* TASK GOAL *
Using the records underneath, tally the lines where the word "mimetype" appears and please give only the count.

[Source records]
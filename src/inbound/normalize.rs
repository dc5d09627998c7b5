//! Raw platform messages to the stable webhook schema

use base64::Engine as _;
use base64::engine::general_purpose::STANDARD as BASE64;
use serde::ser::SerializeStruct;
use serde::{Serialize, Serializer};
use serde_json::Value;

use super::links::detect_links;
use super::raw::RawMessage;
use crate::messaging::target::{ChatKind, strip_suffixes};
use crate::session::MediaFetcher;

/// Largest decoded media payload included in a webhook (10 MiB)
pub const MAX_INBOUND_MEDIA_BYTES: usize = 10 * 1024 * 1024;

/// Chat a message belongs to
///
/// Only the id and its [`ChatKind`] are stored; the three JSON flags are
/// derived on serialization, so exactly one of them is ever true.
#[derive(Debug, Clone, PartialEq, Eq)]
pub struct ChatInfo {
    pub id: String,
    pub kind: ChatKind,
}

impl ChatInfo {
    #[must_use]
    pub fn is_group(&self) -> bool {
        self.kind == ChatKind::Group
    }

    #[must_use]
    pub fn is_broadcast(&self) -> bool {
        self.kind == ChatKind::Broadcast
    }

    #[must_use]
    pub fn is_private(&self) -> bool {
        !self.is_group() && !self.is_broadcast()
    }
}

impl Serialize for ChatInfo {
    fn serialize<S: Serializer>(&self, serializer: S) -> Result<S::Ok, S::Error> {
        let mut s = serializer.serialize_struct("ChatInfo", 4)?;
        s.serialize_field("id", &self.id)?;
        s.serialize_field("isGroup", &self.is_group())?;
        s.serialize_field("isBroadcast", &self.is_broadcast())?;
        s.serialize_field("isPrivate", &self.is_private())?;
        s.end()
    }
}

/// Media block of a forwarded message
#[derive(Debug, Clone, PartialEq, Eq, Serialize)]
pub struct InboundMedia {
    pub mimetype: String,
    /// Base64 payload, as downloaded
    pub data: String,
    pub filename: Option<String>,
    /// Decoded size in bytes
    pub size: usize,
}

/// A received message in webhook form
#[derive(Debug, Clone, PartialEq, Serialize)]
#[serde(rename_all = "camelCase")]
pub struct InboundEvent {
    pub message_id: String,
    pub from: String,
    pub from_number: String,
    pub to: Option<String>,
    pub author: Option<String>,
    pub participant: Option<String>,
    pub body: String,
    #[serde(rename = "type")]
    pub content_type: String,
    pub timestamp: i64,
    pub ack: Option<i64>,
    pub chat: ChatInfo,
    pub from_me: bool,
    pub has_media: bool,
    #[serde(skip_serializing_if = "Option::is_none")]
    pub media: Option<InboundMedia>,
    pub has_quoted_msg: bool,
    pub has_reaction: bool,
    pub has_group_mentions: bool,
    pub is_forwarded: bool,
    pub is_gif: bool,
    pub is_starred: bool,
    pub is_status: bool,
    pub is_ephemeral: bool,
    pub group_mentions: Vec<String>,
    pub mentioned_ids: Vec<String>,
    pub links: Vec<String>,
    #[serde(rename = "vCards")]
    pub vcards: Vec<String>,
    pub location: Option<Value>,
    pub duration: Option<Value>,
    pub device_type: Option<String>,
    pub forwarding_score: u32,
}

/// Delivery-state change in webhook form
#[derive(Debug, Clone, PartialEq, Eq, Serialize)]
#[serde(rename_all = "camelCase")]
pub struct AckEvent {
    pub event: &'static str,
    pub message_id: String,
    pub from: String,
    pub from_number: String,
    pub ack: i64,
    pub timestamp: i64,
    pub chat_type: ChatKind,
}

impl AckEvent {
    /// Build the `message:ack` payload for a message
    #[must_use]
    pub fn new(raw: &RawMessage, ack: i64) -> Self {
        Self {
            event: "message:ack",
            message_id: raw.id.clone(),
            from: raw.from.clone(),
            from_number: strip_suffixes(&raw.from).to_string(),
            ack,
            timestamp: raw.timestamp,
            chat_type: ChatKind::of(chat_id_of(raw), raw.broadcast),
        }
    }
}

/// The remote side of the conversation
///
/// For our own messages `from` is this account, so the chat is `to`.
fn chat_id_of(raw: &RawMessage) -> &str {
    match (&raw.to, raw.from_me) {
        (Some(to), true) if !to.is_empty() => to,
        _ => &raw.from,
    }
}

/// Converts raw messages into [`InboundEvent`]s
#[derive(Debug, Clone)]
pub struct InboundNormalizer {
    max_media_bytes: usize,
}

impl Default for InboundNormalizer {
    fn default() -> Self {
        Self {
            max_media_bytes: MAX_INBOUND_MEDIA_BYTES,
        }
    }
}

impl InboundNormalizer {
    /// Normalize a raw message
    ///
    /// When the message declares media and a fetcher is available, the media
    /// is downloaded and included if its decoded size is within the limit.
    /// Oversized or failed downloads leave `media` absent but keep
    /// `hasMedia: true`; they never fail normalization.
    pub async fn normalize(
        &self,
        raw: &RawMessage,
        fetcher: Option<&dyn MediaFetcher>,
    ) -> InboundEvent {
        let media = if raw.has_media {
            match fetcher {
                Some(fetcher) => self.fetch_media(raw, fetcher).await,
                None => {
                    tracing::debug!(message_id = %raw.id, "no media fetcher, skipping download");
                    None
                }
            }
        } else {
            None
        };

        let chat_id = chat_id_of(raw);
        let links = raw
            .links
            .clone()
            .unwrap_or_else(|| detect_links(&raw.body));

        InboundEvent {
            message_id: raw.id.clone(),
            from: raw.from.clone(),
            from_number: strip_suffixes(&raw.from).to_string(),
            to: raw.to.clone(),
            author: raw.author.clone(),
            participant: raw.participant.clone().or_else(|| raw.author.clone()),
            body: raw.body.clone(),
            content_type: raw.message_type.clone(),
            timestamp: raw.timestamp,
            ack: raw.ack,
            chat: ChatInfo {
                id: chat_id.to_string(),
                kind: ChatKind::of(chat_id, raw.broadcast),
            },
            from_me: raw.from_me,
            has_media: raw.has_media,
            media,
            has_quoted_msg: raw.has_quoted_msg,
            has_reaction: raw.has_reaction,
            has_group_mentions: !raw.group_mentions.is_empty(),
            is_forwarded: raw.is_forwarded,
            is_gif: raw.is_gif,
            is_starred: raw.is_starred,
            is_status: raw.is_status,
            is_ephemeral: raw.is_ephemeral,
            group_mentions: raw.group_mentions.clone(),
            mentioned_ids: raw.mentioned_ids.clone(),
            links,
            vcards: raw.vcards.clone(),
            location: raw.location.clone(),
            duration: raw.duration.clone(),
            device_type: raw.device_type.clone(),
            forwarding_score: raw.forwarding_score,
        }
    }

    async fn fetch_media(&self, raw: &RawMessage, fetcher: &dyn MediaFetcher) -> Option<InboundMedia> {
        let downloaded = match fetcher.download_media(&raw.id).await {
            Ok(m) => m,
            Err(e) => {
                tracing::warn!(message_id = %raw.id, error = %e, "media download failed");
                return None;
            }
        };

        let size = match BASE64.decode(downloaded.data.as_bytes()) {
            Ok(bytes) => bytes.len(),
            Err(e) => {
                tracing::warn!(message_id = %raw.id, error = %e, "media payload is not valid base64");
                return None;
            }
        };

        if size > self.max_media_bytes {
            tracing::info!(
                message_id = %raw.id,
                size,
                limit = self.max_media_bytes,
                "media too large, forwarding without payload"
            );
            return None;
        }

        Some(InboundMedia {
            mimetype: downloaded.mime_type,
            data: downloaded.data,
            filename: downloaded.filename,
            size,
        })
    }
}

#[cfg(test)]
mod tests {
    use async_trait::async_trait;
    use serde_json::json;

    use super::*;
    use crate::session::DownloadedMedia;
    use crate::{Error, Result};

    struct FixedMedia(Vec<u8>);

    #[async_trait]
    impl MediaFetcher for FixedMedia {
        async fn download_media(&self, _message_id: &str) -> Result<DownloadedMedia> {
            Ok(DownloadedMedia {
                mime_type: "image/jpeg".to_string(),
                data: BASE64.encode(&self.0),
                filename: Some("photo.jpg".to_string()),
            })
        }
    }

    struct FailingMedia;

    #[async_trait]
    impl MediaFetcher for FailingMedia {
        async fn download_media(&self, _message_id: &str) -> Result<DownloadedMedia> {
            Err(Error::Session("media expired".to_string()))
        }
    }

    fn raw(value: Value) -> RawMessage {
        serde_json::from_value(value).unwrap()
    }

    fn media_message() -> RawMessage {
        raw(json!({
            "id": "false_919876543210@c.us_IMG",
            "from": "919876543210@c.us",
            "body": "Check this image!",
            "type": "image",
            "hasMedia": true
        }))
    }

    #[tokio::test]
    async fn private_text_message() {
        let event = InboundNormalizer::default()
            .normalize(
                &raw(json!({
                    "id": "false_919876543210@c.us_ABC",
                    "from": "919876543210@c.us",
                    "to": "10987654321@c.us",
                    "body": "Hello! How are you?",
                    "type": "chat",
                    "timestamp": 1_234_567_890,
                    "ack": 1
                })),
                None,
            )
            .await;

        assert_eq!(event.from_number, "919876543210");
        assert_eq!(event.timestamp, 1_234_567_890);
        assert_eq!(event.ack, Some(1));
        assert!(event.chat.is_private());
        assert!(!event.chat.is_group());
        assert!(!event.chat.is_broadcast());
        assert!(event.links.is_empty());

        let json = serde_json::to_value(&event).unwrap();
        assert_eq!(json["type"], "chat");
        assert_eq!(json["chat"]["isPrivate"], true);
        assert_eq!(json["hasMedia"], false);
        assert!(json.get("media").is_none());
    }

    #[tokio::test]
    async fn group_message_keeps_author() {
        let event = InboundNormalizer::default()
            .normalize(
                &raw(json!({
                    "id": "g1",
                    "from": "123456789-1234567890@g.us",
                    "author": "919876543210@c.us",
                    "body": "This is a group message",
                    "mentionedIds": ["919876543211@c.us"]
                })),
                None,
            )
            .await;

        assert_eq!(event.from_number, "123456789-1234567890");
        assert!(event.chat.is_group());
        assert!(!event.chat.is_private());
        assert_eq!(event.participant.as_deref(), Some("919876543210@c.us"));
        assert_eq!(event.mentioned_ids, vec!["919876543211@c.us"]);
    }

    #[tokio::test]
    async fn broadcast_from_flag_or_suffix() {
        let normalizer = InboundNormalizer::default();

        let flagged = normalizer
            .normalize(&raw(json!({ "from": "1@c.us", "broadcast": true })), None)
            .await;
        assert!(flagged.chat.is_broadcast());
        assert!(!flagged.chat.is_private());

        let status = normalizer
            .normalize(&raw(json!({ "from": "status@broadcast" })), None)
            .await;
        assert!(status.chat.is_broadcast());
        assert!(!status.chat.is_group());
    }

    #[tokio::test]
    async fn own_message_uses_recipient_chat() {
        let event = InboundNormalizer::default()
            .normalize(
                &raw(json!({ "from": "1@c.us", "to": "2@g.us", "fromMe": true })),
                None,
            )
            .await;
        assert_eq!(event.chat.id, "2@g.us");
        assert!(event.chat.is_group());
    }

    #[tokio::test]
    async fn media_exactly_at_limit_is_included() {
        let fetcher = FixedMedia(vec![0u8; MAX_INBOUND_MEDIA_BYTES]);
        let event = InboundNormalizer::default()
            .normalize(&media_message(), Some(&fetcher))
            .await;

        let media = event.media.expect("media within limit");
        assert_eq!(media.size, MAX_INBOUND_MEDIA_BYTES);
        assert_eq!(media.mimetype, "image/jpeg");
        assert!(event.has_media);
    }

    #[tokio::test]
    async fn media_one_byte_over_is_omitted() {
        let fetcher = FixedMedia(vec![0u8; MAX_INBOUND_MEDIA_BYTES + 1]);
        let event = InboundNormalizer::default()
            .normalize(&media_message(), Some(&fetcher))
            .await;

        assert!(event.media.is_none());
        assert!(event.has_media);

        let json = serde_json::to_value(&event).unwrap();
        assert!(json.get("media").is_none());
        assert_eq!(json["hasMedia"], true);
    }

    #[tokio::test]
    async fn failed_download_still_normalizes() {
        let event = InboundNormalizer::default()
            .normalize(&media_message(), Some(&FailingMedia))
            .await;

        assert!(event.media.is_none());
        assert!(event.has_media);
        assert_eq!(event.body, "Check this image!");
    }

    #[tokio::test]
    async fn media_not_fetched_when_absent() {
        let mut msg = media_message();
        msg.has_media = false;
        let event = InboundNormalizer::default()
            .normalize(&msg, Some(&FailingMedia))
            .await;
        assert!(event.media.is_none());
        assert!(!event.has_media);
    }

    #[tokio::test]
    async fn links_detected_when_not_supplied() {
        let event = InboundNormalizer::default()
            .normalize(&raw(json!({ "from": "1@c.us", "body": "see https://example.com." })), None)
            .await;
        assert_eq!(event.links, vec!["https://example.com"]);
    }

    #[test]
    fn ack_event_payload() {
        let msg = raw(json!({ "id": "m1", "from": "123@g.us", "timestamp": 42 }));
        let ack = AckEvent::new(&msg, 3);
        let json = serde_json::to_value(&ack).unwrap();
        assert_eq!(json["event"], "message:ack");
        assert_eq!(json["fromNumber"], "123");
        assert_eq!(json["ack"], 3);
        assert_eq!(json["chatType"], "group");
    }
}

---

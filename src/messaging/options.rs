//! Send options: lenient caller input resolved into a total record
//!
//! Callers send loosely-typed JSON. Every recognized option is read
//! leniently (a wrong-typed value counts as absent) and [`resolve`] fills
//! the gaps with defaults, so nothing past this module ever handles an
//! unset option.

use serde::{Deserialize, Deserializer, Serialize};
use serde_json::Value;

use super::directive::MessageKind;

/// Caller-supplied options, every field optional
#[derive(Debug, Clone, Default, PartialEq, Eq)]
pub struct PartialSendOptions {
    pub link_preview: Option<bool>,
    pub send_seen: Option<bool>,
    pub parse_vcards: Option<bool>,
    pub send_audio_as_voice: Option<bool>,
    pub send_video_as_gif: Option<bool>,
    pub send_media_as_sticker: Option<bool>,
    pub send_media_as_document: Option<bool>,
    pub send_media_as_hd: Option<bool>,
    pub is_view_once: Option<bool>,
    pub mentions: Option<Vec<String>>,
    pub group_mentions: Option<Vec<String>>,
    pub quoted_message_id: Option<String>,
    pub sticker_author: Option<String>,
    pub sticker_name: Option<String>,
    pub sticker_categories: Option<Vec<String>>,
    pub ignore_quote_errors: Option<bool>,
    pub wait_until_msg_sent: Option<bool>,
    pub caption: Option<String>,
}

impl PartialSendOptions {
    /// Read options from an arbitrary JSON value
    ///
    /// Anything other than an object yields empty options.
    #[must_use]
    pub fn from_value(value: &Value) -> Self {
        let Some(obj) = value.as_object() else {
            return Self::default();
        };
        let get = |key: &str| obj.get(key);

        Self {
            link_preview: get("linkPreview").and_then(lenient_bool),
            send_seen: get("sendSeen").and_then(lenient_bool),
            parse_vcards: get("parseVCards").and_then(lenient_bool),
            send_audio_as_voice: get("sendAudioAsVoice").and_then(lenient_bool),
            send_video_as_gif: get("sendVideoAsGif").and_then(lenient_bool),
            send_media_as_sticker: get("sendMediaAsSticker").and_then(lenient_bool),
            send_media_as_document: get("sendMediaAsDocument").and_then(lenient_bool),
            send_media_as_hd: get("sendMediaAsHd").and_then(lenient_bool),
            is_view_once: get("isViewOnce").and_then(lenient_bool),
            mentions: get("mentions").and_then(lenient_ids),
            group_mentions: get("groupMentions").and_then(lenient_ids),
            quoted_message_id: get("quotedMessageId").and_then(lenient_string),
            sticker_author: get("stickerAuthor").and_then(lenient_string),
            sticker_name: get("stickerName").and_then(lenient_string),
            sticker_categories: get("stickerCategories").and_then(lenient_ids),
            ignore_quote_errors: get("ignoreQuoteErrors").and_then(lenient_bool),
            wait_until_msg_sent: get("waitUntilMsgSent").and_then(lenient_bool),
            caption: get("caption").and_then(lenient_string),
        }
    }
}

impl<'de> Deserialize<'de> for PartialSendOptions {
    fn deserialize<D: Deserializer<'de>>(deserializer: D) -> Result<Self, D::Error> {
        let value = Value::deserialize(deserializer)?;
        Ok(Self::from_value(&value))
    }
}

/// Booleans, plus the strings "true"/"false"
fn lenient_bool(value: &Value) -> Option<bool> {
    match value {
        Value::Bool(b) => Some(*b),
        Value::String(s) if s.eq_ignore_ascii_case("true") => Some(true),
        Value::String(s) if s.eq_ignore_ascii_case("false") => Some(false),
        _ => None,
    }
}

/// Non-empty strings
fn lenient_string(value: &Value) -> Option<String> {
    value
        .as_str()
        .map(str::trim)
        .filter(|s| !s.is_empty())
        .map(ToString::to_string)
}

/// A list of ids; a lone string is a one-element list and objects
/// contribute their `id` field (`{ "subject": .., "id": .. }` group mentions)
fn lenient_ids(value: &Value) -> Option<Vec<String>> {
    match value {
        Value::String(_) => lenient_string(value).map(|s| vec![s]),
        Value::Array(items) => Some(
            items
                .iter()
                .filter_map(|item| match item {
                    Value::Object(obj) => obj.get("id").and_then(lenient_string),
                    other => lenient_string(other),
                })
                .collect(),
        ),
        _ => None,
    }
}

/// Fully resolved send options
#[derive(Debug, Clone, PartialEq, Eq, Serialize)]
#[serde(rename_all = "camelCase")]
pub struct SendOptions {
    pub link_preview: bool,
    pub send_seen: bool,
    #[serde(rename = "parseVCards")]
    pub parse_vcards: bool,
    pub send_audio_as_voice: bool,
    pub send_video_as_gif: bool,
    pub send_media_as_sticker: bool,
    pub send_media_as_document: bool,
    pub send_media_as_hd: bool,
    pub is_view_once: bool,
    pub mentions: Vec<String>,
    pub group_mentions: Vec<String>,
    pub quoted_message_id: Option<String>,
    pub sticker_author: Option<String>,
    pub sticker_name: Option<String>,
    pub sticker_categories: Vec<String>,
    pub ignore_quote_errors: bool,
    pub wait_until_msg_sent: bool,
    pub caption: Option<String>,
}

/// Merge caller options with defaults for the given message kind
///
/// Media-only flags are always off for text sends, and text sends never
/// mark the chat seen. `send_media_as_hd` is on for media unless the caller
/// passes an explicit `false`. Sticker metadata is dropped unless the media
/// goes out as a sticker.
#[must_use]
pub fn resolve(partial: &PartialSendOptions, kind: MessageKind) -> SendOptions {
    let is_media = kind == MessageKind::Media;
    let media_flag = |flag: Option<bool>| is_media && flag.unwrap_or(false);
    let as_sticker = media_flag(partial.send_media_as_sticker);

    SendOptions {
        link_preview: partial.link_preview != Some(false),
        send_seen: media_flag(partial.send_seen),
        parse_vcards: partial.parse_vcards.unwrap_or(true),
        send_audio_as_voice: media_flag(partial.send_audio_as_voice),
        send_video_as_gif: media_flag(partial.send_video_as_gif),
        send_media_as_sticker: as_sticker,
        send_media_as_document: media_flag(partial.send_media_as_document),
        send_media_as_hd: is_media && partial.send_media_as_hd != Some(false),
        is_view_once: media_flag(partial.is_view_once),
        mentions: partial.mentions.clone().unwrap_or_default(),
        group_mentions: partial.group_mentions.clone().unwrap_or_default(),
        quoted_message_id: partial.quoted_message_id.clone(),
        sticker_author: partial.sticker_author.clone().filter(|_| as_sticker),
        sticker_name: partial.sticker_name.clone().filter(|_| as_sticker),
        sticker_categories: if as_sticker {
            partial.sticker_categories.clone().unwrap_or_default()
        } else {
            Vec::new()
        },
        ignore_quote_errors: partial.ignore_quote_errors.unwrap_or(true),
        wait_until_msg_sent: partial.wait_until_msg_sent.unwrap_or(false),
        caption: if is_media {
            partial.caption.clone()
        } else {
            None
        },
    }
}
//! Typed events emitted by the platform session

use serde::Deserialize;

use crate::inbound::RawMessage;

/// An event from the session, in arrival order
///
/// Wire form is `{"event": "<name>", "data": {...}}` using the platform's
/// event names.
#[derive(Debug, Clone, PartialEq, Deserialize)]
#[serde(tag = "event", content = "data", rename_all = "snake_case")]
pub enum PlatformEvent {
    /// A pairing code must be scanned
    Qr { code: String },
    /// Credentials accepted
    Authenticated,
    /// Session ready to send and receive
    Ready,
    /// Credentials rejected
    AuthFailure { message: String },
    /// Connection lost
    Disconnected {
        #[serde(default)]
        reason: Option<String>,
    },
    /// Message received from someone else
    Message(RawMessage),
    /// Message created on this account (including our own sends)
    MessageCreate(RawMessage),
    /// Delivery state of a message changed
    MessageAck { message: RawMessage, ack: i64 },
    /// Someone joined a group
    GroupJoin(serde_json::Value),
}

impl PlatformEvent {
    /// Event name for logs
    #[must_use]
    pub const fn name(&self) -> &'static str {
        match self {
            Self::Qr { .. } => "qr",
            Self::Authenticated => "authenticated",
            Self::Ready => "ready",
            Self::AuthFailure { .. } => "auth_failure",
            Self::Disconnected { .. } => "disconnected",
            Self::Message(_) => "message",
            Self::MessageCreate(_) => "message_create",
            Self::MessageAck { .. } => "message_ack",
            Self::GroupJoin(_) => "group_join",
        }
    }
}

* ANSWER BELOW *
3